● **TASK INSTRUCTIONS**
Set out the listing word for word. End with the line that contains "pub fn table(&self)".

● **RECORDS FOR THIS EXERCISE**
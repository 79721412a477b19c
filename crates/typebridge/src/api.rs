//! Named conversion operations for the code generator.
//!
//! [`TypeConversions`] composes table resolution, descriptor construction and
//! converter invocation into one method per type-system pair and direction.
//! Every method is a pure function of its inputs and the borrowed table.

use crate::core::{ConversionDescriptor, ConversionTable, Direction, TypeSystem};
use crate::error::Result;
use crate::typemap;

/// Conversion operations over a borrowed table.
#[derive(Debug, Clone, Copy)]
pub struct TypeConversions<'t> {
    table: &'t ConversionTable,
}

impl TypeConversions<'static> {
    /// Operations over the built-in table.
    pub fn builtin() -> Self {
        Self::new(typemap::builtin())
    }
}

impl Default for TypeConversions<'static> {
    fn default() -> Self {
        Self::builtin()
    }
}

impl<'t> TypeConversions<'t> {
    pub fn new(table: &'t ConversionTable) -> Self {
        Self { table }
    }

    pub fn table(&self) -> &'t ConversionTable {
        self.table
    }

    // =========================================================================
    // Generic operations
    // =========================================================================

    /// Resolve by source type and build the descriptor.
    pub fn find_from_type(
        &self,
        from: TypeSystem,
        to: TypeSystem,
        source_type: &str,
    ) -> Result<ConversionDescriptor> {
        self.table.descriptor(from, to, Direction::Source, source_type)
    }

    /// Resolve by target type and build the descriptor.
    pub fn find_to_type(
        &self,
        from: TypeSystem,
        to: TypeSystem,
        target_type: &str,
    ) -> Result<ConversionDescriptor> {
        self.table.descriptor(from, to, Direction::Target, target_type)
    }

    /// Target type name for a source type.
    ///
    /// When the matched rule's target side is a regex, the expression text
    /// is returned (e.g. `^\[.+\]$`), since a pattern names no single type.
    pub fn type_for(&self, from: TypeSystem, to: TypeSystem, source_type: &str) -> Result<String> {
        Ok(self.find_from_type(from, to, source_type)?.to.type_name)
    }

    /// Resolve by source type and run the converter on `code`.
    pub fn convert_forward(
        &self,
        from: TypeSystem,
        to: TypeSystem,
        code: &str,
        source_type: &str,
        context: Option<&str>,
    ) -> Result<String> {
        Ok(self
            .find_from_type(from, to, source_type)?
            .convert(code, context))
    }

    /// Resolve by target type and run the converter on `code`.
    pub fn convert_backward(
        &self,
        from: TypeSystem,
        to: TypeSystem,
        code: &str,
        target_type: &str,
    ) -> Result<String> {
        Ok(self.find_to_type(from, to, target_type)?.convert(code, None))
    }

    /// Initialized default for a type via the initializer path.
    pub fn initialized_value(&self, from: TypeSystem, to: TypeSystem, type_name: &str) -> Result<String> {
        self.table.resolve_initializer(from, to, type_name)
    }

    // =========================================================================
    // ABI <-> runtime
    // =========================================================================

    pub fn runtime_type_for_abi(&self, abi_type: &str) -> Result<String> {
        self.type_for(TypeSystem::Abi, TypeSystem::Runtime, abi_type)
    }

    pub fn abi_type_for_runtime(&self, runtime_type: &str) -> Result<String> {
        self.type_for(TypeSystem::Runtime, TypeSystem::Abi, runtime_type)
    }

    /// Code converting an ABI value to its runtime type.
    ///
    /// `internal_type` names the generated class for tuple types.
    pub fn abi_to_runtime(&self, code: &str, abi_type: &str, internal_type: Option<&str>) -> Result<String> {
        self.convert_forward(TypeSystem::Abi, TypeSystem::Runtime, code, abi_type, internal_type)
    }

    /// Code converting a runtime value back into the given ABI type.
    pub fn abi_from_runtime(&self, code: &str, abi_type: &str) -> Result<String> {
        self.convert_backward(TypeSystem::Runtime, TypeSystem::Abi, code, abi_type)
    }

    // =========================================================================
    // Value <-> runtime
    // =========================================================================

    pub fn runtime_type_for_value(&self, value_type: &str) -> Result<String> {
        self.type_for(TypeSystem::Value, TypeSystem::Runtime, value_type)
    }

    pub fn value_type_for_runtime(&self, runtime_type: &str) -> Result<String> {
        self.type_for(TypeSystem::Runtime, TypeSystem::Value, runtime_type)
    }

    pub fn value_to_runtime(&self, code: &str, value_type: &str) -> Result<String> {
        self.convert_forward(TypeSystem::Value, TypeSystem::Runtime, code, value_type, None)
    }

    pub fn value_from_runtime(&self, code: &str, value_type: &str) -> Result<String> {
        self.convert_backward(TypeSystem::Runtime, TypeSystem::Value, code, value_type)
    }

    /// Default-initialized value for a runtime type.
    pub fn initialized_value_from_runtime(&self, runtime_type: &str) -> Result<String> {
        self.initialized_value(TypeSystem::Runtime, TypeSystem::Value, runtime_type)
    }
}

#[cfg(test)]
mod tests {
    use super::*;
    use crate::core::{ConversionRule, Identity, TypePattern};
    use crate::error::ConvertError;

    fn bool_only() -> ConversionTable {
        ConversionTable::builder()
            .rule(
                TypeSystem::Abi,
                TypeSystem::Runtime,
                ConversionRule::new(TypePattern::literal("bool"), TypePattern::literal("boolean"), Identity),
            )
            .build()
    }

    #[test]
    fn test_single_rule_type_lookup() {
        let table = bool_only();
        let api = TypeConversions::new(&table);
        assert_eq!(api.runtime_type_for_abi("bool").unwrap(), "boolean");

        match api.runtime_type_for_abi("int8").unwrap_err() {
            ConvertError::NoMatchingConversion { from, to, probed, .. } => {
                assert_eq!((from, to), (TypeSystem::Abi, TypeSystem::Runtime));
                assert_eq!(probed, "int8");
            }
            other => panic!("unexpected error: {}", other),
        }
    }

    #[test]
    fn test_missing_pair_fails_every_operation() {
        let table = bool_only();
        let api = TypeConversions::new(&table);
        let results = [
            api.value_type_for_runtime("boolean"),
            api.value_from_runtime("x", "Boolean"),
            api.initialized_value_from_runtime("boolean"),
        ];
        for result in results {
            assert!(matches!(
                result,
                Err(ConvertError::UnsupportedTypeSystemPair {
                    from: TypeSystem::Runtime,
                    to: TypeSystem::Value
                })
            ));
        }
    }

    #[test]
    fn test_initializer_returns_converter_result_unchanged() {
        let table = ConversionTable::builder()
            .rule(
                TypeSystem::Runtime,
                TypeSystem::Value,
                ConversionRule::new(
                    TypePattern::pattern("Array<.*>").unwrap(),
                    TypePattern::literal("[Value]"),
                    |arg: &str, _: Option<&str>| format!("initToEmptyArray({})", arg),
                )
                .init("[]"),
            )
            .build();
        let api = TypeConversions::new(&table);
        assert_eq!(
            api.initialized_value_from_runtime("Array<BigInt>").unwrap(),
            "initToEmptyArray([])"
        );
    }

    #[test]
    fn test_round_trip_abi_runtime() {
        let api = TypeConversions::builtin();
        for abi in ["address", "bool", "string", "tuple"] {
            let runtime = api.runtime_type_for_abi(abi).unwrap();
            assert_eq!(api.abi_type_for_runtime(&runtime).unwrap(), abi);
        }
    }

    #[test]
    fn test_round_trip_value_runtime() {
        let api = TypeConversions::builtin();
        for value in ["Bytes", "Boolean", "Int", "BigInt", "String", "BigDecimal"] {
            let runtime = api.runtime_type_for_value(value).unwrap();
            assert_eq!(api.value_type_for_runtime(&runtime).unwrap(), value);
        }
    }

    #[test]
    fn test_builtin_abi_code() {
        let api = TypeConversions::builtin();
        assert_eq!(
            api.abi_to_runtime("event.params.value", "uint256", None).unwrap(),
            "event.params.value.toBigInt()"
        );
        assert_eq!(
            api.abi_to_runtime("call.inputs.order", "tuple", Some("PlaceOrderCallOrderStruct"))
                .unwrap(),
            "changetype<PlaceOrderCallOrderStruct>(call.inputs.order.toTuple())"
        );
        assert_eq!(
            api.abi_from_runtime("amount", "uint128").unwrap(),
            "ethereum.Value.fromUnsignedBigInt(amount)"
        );
        assert_eq!(
            api.abi_from_runtime("delta", "int64").unwrap(),
            "ethereum.Value.fromSignedBigInt(delta)"
        );
        assert_eq!(
            api.abi_from_runtime("owners", "address[2]").unwrap(),
            "ethereum.Value.fromAddressArray(owners)"
        );
    }

    #[test]
    fn test_builtin_value_code() {
        let api = TypeConversions::builtin();
        assert_eq!(api.value_to_runtime("value", "BigInt").unwrap(), "value.toBigInt()");
        assert_eq!(api.value_to_runtime("value", "[Bytes]").unwrap(), "value.toBytesArray()");
        assert_eq!(
            api.value_from_runtime("this.get('owner')", "Bytes").unwrap(),
            "Value.fromBytes(this.get('owner'))"
        );
        assert_eq!(
            api.value_from_runtime("ids", "[Token]").unwrap(),
            "Value.fromStringArray(ids)"
        );
    }

    #[test]
    fn test_builtin_initialized_values() {
        let api = TypeConversions::builtin();
        assert_eq!(
            api.initialized_value_from_runtime("BigInt").unwrap(),
            "Value.fromBigInt(BigInt.zero())"
        );
        assert_eq!(api.initialized_value_from_runtime("boolean").unwrap(), "Value.fromBoolean(false)");
        assert_eq!(
            api.initialized_value_from_runtime("Array<Address>").unwrap(),
            "Value.fromArray(new Array(0))"
        );
        assert!(matches!(
            api.initialized_value_from_runtime("u64"),
            Err(ConvertError::NoMatchingConversion { .. })
        ));
    }

    #[test]
    fn test_descriptor_exposes_endpoints() {
        let api = TypeConversions::builtin();
        let d = api
            .find_to_type(TypeSystem::Runtime, TypeSystem::Abi, "bytes8")
            .unwrap();
        assert_eq!(d.from.type_system, TypeSystem::Runtime);
        assert_eq!(d.from.type_name, "Bytes");
        assert_eq!(d.to.type_system, TypeSystem::Abi);
        assert_eq!(d.to.type_name, "bytes8");
    }
}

● **ANSWER TO THIS PROBLEM**
repository 79721412a477b19c
filename crates/typebridge/src/api.rs
//! Named conversion operations for the code generator.
//!
//! [`TypeConversions`] composes table resolution, descriptor construction and
//! converter invocation into one method per type-system pair and direction.
//! Every method is a pure function of its inputs and the borrowed table.

use crate::core::{ConversionDescriptor, ConversionTable, Direction, TypeSystem};
use crate::error::Result;
use crate::typemap;

/// Conversion operations over a borrowed table.
#[derive(Debug, Clone, Copy)]
pub struct TypeConversions<'t> {
    table: &'t ConversionTable,
}

impl TypeConversions<'static> {
    /// Operations over the built-in table.
    pub fn builtin() -> Self {
        Self::new(typemap::builtin())
    }
}

impl Default for TypeConversions<'static> {
    fn default() -> Self {
        Self::builtin()
    }
}

impl<'t> TypeConversions<'t> {
    pub fn new(table: &'t ConversionTable) -> Self {
        Self { table }
    }

    pub fn table(&self) -> &'t ConversionTable {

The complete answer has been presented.